In the records that follow, the lines from the one containing "of a submission." to the one containing "fields stay empty.", inclusive, are to be given again exactly.
____
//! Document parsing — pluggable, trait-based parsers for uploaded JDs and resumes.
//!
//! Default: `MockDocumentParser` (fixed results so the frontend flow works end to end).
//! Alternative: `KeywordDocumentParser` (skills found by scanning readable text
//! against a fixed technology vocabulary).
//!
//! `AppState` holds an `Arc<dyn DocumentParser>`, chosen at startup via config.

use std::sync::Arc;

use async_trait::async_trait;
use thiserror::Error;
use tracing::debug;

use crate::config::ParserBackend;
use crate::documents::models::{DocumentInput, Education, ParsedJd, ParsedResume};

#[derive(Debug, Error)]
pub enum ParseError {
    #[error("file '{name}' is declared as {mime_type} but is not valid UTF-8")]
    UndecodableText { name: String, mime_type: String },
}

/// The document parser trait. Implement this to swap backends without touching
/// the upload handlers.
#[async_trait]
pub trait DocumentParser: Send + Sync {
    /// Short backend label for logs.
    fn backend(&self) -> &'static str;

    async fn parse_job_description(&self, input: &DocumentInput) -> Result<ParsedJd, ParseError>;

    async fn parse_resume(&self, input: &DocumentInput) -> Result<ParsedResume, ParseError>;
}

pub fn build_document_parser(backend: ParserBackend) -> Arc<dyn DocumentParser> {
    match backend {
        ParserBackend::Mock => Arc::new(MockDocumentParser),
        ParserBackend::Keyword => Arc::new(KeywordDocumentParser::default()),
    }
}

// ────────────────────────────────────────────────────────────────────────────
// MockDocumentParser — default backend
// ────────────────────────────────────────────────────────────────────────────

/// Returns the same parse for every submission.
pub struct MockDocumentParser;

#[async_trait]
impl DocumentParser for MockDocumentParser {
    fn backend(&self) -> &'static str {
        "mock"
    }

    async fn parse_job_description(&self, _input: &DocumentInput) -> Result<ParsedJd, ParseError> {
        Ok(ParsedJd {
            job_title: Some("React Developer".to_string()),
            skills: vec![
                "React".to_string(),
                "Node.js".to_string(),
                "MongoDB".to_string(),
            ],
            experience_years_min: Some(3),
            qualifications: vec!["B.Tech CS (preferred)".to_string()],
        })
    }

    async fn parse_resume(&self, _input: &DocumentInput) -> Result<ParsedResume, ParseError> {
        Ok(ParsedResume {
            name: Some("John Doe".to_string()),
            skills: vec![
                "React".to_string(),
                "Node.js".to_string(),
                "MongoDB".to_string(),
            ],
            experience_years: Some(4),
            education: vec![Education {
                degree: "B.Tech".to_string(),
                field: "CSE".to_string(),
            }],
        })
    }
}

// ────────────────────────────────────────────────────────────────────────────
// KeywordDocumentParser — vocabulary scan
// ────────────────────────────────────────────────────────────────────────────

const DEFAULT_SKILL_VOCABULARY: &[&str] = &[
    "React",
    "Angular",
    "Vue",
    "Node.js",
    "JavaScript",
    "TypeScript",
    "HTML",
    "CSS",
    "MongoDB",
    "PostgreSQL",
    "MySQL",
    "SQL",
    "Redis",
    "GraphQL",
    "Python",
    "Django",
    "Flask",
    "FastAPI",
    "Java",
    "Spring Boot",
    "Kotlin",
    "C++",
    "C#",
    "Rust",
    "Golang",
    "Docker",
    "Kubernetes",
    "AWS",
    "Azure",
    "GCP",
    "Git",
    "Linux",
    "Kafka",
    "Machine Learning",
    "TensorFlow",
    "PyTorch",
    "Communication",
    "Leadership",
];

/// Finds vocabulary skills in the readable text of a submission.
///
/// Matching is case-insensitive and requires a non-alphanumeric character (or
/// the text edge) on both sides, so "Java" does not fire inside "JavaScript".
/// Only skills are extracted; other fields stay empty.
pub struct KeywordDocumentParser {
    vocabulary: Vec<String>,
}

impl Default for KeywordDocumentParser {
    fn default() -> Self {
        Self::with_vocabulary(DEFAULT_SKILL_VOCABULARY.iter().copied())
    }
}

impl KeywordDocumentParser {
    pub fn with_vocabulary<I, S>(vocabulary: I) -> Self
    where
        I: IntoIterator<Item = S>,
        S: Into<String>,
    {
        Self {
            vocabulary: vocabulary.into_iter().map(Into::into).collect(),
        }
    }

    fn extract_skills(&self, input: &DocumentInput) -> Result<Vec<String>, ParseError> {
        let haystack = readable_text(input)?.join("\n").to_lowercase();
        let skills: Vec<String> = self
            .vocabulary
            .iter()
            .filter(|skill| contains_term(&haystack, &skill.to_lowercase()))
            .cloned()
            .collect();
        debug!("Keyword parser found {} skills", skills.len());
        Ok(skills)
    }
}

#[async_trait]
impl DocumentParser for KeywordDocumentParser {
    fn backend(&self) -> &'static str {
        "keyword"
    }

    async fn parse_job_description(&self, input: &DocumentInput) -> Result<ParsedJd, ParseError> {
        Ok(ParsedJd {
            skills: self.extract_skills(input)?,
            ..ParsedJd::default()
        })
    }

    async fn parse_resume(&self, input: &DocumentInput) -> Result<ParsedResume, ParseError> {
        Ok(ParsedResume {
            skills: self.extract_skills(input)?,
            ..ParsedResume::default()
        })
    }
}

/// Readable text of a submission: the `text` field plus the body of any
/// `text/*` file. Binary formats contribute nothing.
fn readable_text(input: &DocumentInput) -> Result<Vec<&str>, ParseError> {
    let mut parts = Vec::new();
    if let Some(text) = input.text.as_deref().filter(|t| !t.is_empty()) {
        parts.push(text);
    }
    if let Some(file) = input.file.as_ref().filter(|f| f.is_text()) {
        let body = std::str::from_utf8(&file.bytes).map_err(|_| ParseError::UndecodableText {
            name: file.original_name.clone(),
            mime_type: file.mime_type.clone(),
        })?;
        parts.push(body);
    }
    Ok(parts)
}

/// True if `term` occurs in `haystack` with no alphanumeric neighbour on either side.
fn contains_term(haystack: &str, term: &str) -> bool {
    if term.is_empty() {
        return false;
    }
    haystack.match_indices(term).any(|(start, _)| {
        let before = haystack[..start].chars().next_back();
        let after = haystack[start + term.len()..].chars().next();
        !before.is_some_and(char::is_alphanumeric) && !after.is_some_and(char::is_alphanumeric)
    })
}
____
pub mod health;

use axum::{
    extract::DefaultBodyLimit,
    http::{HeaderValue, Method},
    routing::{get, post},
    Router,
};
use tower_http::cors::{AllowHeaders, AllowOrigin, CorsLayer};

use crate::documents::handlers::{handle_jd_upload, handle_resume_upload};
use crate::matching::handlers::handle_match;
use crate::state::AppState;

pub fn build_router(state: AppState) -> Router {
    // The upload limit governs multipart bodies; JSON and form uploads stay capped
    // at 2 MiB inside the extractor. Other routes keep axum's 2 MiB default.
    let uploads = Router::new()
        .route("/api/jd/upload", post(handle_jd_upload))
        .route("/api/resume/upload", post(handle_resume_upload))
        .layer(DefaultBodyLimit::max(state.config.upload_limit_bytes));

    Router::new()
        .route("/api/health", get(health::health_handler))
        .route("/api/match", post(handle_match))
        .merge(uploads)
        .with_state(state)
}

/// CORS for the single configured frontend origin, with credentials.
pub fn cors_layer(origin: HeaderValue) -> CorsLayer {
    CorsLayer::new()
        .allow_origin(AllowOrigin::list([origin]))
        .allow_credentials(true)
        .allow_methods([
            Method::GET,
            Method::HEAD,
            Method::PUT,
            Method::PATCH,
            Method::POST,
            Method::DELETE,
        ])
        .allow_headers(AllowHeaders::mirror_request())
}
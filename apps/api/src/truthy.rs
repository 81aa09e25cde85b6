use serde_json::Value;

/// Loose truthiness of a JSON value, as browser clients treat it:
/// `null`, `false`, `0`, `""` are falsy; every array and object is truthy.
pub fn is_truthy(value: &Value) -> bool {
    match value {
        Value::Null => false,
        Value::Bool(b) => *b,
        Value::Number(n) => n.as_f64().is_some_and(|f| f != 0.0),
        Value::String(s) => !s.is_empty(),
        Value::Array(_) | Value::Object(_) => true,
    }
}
____
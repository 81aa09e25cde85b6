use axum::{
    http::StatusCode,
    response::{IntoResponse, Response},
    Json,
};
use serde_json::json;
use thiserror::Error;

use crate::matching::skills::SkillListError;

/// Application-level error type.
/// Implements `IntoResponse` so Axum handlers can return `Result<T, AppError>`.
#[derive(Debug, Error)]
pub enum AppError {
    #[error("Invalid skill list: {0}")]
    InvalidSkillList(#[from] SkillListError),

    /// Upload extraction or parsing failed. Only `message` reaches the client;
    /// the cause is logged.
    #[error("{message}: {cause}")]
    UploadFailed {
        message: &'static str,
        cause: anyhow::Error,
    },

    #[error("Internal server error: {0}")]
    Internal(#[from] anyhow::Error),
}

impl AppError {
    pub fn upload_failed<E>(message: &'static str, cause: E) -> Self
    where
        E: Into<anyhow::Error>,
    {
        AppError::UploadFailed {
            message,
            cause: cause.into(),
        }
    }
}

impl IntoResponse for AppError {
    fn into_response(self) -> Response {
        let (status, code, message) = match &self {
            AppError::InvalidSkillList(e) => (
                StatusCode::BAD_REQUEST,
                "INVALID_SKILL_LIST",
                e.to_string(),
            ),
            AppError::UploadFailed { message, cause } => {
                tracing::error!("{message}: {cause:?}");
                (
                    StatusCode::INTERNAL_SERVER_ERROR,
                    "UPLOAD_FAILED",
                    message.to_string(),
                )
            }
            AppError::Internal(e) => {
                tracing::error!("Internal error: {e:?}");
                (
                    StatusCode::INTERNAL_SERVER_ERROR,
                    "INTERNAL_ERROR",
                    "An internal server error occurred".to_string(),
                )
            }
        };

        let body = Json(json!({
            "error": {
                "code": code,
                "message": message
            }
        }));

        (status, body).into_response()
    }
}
____
** WRITTEN RESPONSE **
/// Finds vocabulary skills in the readable text of a submission.
///
/// Matching is case-insensitive and requires a non-alphanumeric character (or
/// the text edge) on both sides, so "Java" does not fire inside "JavaScript".
/// Only skills are extracted; other fields stay empty.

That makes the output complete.